• [What you have to do]: The word "along" may appear in some lines of the data; copy every such line.
***** Excerpted data *****
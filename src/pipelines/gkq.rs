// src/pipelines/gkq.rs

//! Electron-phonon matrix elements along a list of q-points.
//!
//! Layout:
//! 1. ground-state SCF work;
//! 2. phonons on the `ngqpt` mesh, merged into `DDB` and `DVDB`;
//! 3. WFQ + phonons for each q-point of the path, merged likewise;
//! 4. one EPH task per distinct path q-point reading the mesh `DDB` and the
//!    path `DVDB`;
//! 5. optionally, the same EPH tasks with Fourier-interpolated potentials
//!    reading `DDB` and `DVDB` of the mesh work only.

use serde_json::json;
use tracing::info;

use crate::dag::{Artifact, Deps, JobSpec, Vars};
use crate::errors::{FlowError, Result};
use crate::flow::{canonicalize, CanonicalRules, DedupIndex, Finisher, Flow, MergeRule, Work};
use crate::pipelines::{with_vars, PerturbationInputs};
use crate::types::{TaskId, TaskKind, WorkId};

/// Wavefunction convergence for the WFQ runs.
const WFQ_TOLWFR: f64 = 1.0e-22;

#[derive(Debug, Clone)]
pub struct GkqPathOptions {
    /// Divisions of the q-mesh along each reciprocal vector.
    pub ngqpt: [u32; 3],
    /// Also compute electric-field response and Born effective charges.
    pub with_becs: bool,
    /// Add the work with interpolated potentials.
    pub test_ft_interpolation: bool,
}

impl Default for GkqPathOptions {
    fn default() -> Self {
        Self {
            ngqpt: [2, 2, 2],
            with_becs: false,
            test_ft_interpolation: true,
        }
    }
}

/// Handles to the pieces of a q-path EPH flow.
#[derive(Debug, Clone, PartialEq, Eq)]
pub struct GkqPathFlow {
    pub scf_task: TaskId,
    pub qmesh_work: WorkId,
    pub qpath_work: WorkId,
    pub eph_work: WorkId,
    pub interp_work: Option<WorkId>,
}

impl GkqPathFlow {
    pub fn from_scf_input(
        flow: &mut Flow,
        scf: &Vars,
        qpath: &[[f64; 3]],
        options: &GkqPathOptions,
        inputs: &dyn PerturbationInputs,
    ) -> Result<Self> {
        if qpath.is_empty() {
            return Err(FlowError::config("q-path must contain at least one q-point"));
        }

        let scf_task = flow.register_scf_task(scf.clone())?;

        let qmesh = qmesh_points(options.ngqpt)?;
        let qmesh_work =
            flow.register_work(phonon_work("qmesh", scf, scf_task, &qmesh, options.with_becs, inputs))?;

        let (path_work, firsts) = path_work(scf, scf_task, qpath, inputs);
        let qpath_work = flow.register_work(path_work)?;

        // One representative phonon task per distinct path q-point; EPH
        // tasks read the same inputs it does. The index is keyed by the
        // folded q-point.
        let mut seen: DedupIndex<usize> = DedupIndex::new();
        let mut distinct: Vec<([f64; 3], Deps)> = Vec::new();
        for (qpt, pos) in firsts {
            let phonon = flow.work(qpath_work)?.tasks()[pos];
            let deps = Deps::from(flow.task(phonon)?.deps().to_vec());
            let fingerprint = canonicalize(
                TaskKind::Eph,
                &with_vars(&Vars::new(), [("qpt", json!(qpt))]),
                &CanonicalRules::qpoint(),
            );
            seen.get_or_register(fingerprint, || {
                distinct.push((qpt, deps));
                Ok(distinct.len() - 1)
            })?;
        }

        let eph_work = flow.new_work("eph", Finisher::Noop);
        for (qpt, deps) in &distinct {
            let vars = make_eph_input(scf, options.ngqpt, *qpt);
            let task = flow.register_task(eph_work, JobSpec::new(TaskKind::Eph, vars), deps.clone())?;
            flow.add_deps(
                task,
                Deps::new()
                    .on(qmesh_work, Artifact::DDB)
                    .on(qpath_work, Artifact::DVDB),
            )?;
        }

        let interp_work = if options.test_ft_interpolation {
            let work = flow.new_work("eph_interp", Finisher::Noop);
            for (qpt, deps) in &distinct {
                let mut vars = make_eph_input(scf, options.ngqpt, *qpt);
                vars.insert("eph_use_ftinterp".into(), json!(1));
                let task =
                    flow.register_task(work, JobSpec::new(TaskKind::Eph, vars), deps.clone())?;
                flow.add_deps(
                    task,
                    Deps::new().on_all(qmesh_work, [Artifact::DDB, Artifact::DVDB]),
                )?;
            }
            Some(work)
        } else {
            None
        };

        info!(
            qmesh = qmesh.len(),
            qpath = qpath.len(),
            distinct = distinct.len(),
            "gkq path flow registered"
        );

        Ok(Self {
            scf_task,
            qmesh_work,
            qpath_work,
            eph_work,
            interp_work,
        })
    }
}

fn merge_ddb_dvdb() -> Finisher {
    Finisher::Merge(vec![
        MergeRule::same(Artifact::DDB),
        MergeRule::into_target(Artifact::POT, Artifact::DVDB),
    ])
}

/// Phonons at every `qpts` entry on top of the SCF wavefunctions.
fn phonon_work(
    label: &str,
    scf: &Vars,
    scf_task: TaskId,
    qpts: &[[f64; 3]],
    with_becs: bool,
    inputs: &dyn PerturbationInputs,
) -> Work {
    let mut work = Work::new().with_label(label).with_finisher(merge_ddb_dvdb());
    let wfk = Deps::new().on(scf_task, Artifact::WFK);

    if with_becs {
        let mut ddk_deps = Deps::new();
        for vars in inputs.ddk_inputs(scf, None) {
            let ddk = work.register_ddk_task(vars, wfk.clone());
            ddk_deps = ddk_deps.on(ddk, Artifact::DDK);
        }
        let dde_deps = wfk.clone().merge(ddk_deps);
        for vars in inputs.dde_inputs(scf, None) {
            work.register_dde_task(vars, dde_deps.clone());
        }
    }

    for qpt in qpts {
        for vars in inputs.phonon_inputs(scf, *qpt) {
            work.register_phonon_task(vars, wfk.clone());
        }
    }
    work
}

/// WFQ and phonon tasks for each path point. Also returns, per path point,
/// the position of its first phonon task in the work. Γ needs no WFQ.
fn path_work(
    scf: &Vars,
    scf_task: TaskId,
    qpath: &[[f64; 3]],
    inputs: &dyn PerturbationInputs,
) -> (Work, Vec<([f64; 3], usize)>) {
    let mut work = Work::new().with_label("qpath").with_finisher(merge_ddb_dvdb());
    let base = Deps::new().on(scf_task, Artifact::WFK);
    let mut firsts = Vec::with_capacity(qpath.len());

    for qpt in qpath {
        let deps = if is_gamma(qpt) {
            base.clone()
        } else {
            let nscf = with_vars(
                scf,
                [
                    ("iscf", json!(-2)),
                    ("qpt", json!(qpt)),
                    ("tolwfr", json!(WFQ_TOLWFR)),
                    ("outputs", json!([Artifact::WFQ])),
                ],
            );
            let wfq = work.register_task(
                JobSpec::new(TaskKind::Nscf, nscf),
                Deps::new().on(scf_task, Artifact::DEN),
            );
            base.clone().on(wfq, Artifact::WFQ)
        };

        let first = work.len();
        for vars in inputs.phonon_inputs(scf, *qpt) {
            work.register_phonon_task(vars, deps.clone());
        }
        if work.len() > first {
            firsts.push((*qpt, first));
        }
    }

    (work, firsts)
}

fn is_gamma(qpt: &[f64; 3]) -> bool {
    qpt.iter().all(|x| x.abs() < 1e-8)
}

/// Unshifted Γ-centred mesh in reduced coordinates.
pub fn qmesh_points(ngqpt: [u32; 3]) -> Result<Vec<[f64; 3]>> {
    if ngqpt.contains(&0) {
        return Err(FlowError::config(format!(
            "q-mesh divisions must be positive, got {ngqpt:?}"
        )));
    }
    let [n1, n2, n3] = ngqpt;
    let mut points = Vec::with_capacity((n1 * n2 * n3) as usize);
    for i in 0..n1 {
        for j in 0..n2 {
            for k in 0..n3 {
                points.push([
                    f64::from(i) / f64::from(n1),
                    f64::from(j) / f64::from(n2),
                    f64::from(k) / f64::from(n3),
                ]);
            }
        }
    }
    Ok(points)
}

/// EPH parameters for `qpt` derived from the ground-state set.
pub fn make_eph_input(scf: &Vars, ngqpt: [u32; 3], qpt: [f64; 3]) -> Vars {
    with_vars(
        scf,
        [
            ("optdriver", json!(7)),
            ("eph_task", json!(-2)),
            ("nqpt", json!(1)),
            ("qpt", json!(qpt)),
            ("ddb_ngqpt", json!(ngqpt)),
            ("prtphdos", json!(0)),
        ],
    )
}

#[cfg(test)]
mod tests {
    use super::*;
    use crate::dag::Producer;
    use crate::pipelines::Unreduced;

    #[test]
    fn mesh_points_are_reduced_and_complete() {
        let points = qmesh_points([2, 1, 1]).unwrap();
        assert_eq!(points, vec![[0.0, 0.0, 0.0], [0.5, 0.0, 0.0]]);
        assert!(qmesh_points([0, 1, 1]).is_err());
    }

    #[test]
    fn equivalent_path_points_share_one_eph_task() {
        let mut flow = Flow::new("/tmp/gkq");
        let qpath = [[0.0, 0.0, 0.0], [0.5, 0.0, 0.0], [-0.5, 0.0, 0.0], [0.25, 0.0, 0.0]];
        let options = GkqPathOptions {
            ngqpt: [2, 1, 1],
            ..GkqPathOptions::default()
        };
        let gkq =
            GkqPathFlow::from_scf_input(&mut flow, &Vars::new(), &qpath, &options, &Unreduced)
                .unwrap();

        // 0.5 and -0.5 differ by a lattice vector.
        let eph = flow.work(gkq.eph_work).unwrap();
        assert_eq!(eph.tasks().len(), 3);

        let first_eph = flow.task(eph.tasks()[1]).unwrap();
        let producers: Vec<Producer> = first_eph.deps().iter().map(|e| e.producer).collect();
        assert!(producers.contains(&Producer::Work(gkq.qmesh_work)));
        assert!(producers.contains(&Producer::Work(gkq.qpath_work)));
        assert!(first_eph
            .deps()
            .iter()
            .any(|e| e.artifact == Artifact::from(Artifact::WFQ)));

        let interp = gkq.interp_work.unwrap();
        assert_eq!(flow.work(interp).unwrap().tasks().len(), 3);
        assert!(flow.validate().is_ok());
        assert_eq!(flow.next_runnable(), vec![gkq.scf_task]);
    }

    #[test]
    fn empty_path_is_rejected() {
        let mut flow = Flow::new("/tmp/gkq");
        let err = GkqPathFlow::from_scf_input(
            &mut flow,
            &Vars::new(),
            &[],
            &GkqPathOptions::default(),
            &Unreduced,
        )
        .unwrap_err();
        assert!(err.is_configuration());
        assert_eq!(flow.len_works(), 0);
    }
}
*****
• [Exercise output]:
//! Electron-phonon matrix elements along a list of q-points.
    /// Divisions of the q-mesh along each reciprocal vector.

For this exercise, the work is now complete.